◆ **Exercise input**
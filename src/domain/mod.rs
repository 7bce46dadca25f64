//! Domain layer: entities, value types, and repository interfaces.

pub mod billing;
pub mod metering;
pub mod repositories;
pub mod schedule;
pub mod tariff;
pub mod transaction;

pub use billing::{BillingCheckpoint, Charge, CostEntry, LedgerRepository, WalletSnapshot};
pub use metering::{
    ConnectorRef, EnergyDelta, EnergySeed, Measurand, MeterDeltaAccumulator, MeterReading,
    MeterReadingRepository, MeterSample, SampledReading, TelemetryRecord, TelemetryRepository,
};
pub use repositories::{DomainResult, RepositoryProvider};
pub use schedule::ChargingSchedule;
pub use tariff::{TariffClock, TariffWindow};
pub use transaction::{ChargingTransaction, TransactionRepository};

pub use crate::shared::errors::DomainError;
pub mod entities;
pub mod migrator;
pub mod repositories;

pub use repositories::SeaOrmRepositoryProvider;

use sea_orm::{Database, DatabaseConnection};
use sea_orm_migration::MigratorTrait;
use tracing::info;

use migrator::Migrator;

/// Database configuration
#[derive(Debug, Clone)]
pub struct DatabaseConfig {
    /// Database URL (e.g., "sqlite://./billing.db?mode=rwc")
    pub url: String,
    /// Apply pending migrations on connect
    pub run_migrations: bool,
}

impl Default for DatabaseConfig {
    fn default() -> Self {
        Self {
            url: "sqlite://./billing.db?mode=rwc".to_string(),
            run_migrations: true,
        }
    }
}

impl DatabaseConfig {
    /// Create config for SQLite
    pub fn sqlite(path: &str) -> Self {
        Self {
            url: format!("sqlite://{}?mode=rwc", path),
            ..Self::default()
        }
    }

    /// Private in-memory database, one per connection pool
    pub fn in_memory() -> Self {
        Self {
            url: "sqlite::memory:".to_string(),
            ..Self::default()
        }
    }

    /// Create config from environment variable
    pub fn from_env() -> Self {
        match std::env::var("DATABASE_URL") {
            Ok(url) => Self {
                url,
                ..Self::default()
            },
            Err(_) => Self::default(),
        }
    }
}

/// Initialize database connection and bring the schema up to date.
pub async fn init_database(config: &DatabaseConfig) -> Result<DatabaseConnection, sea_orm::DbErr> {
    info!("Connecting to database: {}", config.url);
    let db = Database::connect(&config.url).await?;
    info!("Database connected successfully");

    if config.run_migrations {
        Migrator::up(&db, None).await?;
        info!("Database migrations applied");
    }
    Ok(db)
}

* * *

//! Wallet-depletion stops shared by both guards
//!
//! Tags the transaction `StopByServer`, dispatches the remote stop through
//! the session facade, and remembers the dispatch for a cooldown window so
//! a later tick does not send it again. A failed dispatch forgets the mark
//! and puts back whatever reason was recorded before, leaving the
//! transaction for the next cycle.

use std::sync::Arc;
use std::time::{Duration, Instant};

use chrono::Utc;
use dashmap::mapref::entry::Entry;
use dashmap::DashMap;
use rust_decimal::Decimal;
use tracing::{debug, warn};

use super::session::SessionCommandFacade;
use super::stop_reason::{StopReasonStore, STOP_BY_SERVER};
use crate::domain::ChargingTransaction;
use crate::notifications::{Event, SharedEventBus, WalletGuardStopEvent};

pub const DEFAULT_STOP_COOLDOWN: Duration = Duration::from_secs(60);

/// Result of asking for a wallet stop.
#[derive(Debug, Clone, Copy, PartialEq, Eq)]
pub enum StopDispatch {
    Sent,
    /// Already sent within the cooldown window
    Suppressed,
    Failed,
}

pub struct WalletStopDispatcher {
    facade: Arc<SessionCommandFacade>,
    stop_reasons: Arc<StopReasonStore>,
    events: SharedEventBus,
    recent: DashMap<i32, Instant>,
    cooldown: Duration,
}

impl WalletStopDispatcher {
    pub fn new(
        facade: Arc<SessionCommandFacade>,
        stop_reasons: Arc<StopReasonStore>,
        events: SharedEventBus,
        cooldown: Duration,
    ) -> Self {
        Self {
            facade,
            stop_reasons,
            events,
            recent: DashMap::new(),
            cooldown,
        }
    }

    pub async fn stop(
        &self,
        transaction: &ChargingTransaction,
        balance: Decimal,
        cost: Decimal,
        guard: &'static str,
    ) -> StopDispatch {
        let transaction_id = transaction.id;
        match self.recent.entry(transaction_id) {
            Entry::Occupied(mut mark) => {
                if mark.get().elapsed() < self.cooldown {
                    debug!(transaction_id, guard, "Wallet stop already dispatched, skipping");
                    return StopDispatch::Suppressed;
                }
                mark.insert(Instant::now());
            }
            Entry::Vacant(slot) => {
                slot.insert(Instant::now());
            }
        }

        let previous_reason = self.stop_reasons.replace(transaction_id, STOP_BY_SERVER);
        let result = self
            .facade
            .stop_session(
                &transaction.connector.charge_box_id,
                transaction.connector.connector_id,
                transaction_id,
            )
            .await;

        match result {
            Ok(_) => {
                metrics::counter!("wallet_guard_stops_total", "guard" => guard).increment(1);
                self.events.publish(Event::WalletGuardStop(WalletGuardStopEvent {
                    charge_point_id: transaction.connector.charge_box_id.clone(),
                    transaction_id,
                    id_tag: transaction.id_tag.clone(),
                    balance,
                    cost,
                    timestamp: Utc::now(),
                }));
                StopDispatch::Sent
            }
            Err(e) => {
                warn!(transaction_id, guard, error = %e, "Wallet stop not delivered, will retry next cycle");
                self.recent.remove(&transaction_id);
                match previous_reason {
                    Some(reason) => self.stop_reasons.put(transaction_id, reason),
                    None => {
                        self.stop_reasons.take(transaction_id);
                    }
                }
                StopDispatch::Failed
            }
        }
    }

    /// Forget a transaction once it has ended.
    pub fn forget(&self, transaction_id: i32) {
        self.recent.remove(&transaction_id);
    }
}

◆ **What to produce**
Scan the entries for lines holding the string "SharedEventBus", then copy every one of them.

◆ **Output of the task**
use crate::notifications::{Event, SharedEventBus, WalletGuardStopEvent};
    events: SharedEventBus,
        events: SharedEventBus,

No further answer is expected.